For Washington, the idea of happiness–real, deep, and genuine, contrary to merely pleasure or satisfaction–was impossible without Virtue. His vice-president, John Adams, believed the same. Adams, who had a life-long habit of thinking and writing on government and political philosophy, declared that Liberty, that second link in the Declaration’s syllogism, was impossible without religion and morality, as they were the only principles upon which Liberty could securely stand. What was more, Adams declared that morality depended on religion since it was religion that taught morality and because all morality started from first principles which were supplied by religion. The John Jay echoed the same principles when he said in a letter to John Murray, written in 1818, that, “The moral or natural law was given by the Sovereign of the universe to all mankind; with them it was co-eval and with them it will be co-existent. Being founded upon infinite wisdom and goodness on essential right, which never varies, it can require no amendment or alteration.” We all realize, in some form or another, that wisdom and goodness are good things–we all want goodness and we all want wisdom (even if we do not realize it). Since the law written by the “Sovereign of the universe” was based on infinite wisdom and goodness and since we were made in His image (as John Adams noted) it was only by following this moral law that true happiness could be found.

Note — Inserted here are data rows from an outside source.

//! Association-cascade rule table and available-action aliases.
//!
//! The rule table is static configuration: for each association kind and each
//! available action on the owning resource, the actions implied on the
//! association edge and on its target resource. It is loaded once and
//! validated before the first rebuild.

use serde::{Deserialize, Serialize};
use std::collections::{BTreeMap, BTreeSet};

use warden_core::{Result, WardenError};

/// Edge actions understood without explicit registration
pub const BUILTIN_ACTIONS: &[&str] = &[
    "list", "get", "view", "create", "update", "destroy", "add", "remove", "toggle", "set",
    "upload",
];

/// Actions implied by one (association kind, available action) pair
#[derive(Debug, Clone, Default, PartialEq, Eq, Serialize, Deserialize)]
pub struct AssociationFieldAction {
    #[serde(rename = "associationActions", default)]
    pub association_actions: Vec<String>,
    #[serde(rename = "targetActions", default)]
    pub target_actions: Vec<String>,
}

impl AssociationFieldAction {
    pub fn new<I, S>(association_actions: I) -> Self
    where
        I: IntoIterator<Item = S>,
        S: Into<String>,
    {
        Self {
            association_actions: association_actions.into_iter().map(Into::into).collect(),
            target_actions: Vec::new(),
        }
    }

    pub fn with_targets<I, S>(mut self, target_actions: I) -> Self
    where
        I: IntoIterator<Item = S>,
        S: Into<String>,
    {
        self.target_actions = target_actions.into_iter().map(Into::into).collect();
        self
    }
}

/// Rules of one association kind, keyed by available action name
pub type AssociationFieldActions = BTreeMap<String, AssociationFieldAction>;

#[derive(Debug, Clone, Default, PartialEq, Eq, Serialize, Deserialize)]
#[serde(transparent)]
pub struct AssociationRuleTable {
    kinds: BTreeMap<String, AssociationFieldActions>,
}

impl AssociationRuleTable {
    pub fn new() -> Self {
        Self::default()
    }

    /// `linkTo`, `attachments` and `subTable`
    pub fn with_defaults() -> Self {
        let mut table = Self::new();

        table.register(
            "linkTo",
            BTreeMap::from([
                ("view".to_string(), AssociationFieldAction::new(["list", "get"])),
                (
                    "create".to_string(),
                    AssociationFieldAction::new(["add"]).with_targets(["view"]),
                ),
                (
                    "update".to_string(),
                    AssociationFieldAction::new(["add", "remove", "toggle"])
                        .with_targets(["view"]),
                ),
            ]),
        );

        table.register(
            "attachments",
            BTreeMap::from([
                ("view".to_string(), AssociationFieldAction::new(["list", "get"])),
                ("add".to_string(), AssociationFieldAction::new(["upload", "add"])),
                (
                    "update".to_string(),
                    AssociationFieldAction::new(["update", "add", "remove", "toggle"]),
                ),
            ]),
        );

        table.register(
            "subTable",
            BTreeMap::from([
                ("view".to_string(), AssociationFieldAction::new(["list", "get"])),
                ("create".to_string(), AssociationFieldAction::new(["create"])),
                (
                    "update".to_string(),
                    AssociationFieldAction::new(["update", "destroy"]),
                ),
            ]),
        );

        table
    }

    /// Parse kinds from JSON in the `{kind: {action: {associationActions, targetActions}}}` shape
    pub fn from_json(json: &str) -> Result<Self> {
        serde_json::from_str(json)
            .map_err(|e| WardenError::invalid_rule(format!("Invalid rule table: {}", e)))
    }

    /// Register (or replace) every rule of an association kind
    pub fn register(&mut self, kind: impl Into<String>, actions: AssociationFieldActions) {
        self.kinds.insert(kind.into(), actions);
    }

    /// Merge another table in; kinds present in `other` replace ours
    pub fn merge(&mut self, other: AssociationRuleTable) {
        self.kinds.extend(other.kinds);
    }

    pub fn lookup(&self, kind: &str, available_action: &str) -> Option<&AssociationFieldAction> {
        self.kinds.get(kind)?.get(available_action)
    }

    pub fn kinds(&self) -> impl Iterator<Item = &str> {
        self.kinds.keys().map(String::as_str)
    }

    /// Reject dangling action names and cycles between rule keys and their
    /// target actions
    pub fn validate(&self, available: &AvailableActions) -> Result<()> {
        for (kind, actions) in &self.kinds {
            if kind.is_empty() {
                return Err(WardenError::invalid_rule("association kind name is empty"));
            }
            for (action, rule) in actions {
                if !available.is_known(action) {
                    return Err(WardenError::invalid_rule(format!(
                        "{}: rule keyed by unknown action '{}'",
                        kind, action
                    )));
                }
                for name in rule.association_actions.iter().chain(&rule.target_actions) {
                    if !available.is_known(name) {
                        return Err(WardenError::invalid_rule(format!(
                            "{}.{}: unknown action '{}'",
                            kind, action, name
                        )));
                    }
                }
            }
        }

        self.check_cycles(available)
    }

    fn check_cycles(&self, available: &AvailableActions) -> Result<()> {
        // A target action that is itself a rule key could cascade again.
        let mut edges: BTreeMap<String, BTreeSet<String>> = BTreeMap::new();
        for actions in self.kinds.values() {
            for (action, rule) in actions {
                let from = available.resolve(action).to_string();
                let targets = edges.entry(from).or_default();
                for target in &rule.target_actions {
                    targets.insert(available.resolve(target).to_string());
                }
            }
        }

        let mut done = BTreeSet::new();
        for start in edges.keys() {
            let mut path = Vec::new();
            visit(start, &edges, &mut path, &mut done)?;
        }
        Ok(())
    }
}

fn visit<'a>(
    node: &'a str,
    edges: &'a BTreeMap<String, BTreeSet<String>>,
    path: &mut Vec<&'a str>,
    done: &mut BTreeSet<&'a str>,
) -> Result<()> {
    if done.contains(node) {
        return Ok(());
    }
    if path.contains(&node) {
        path.push(node);
        return Err(WardenError::invalid_rule(format!(
            "cascade cycle: {}",
            path.join(" -> ")
        )));
    }

    path.push(node);
    if let Some(next) = edges.get(node) {
        for target in next {
            visit(target, edges, path, done)?;
        }
    }
    path.pop();
    done.insert(node);
    Ok(())
}

/// Available actions and the aliases that resolve to them
#[derive(Debug, Clone, PartialEq, Eq)]
pub struct AvailableActions {
    actions: BTreeMap<String, Vec<String>>,
    custom: BTreeSet<String>,
}

impl Default for AvailableActions {
    fn default() -> Self {
        let mut available = Self {
            actions: BTreeMap::new(),
            custom: BTreeSet::new(),
        };
        available.define("create", Vec::<String>::new());
        available.define("view", ["list", "get"]);
        available.define("update", Vec::<String>::new());
        available.define("destroy", Vec::<String>::new());
        available
    }
}

impl AvailableActions {
    pub fn define<I, S>(&mut self, name: impl Into<String>, aliases: I)
    where
        I: IntoIterator<Item = S>,
        S: Into<String>,
    {
        self.actions
            .insert(name.into(), aliases.into_iter().map(Into::into).collect());
    }

    /// Register an action name contributed by a custom resource type
    pub fn register_custom(&mut self, name: impl Into<String>) {
        self.custom.insert(name.into());
    }

    /// The available action `name` aliases, or `name` itself
    pub fn resolve<'a>(&'a self, name: &'a str) -> &'a str {
        if self.actions.contains_key(name) {
            return name;
        }
        self.actions
            .iter()
            .find(|(_, aliases)| aliases.iter().any(|alias| alias == name))
            .map(|(available, _)| available.as_str())
            .unwrap_or(name)
    }

    pub fn is_known(&self, name: &str) -> bool {
        BUILTIN_ACTIONS.contains(&name)
            || self.custom.contains(name)
            || self.resolve(name) != name
            || self.actions.contains_key(name)
    }
}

This belief that virtue and happiness were linked irrevocably together was not a new idea, plucked from the Founders from the clouds; it went back to some of (if not the) greatest thinkers of history, such as Aristotle and Cicero. The Founders simply had the wisdom and the humility to see that these giants were right and, from that point, the Founders attempted to build upon the shoulders of giants. This entire line of thought comes to head in the words of Mirabeau Lamar, the second president of the Republic of Texas, who said, ” Virtue, morality, and religion. This is the armor, my friend, and this alone that renders us invincible. These are the tactics we should study. If we lose these, we are conquered, fallen indeed…so long as our manners and principles remain sound, there is no danger.”

There is much gold to be found in the words of the Founders. At the very least, there is such a high possibility of gold, that their words and ideas and arguments should be examined with the utmost detail and care in order that we could prosper from their accumulated wisdom. And yet, while their thoughts concerning freedom are well known, their thoughts on the foundations of that freedom are more often than not, ignored. At the most, they may be quoted from time to time and repeated amongst some group or another, but their application leaves much to be desired. Perhaps, more than the speeches and the fireworks and the clichéd speeches, the best honor that can be given to the Founders, both on Independence Day and all the days before and after, is the pursuit of happiness as they knew it to be.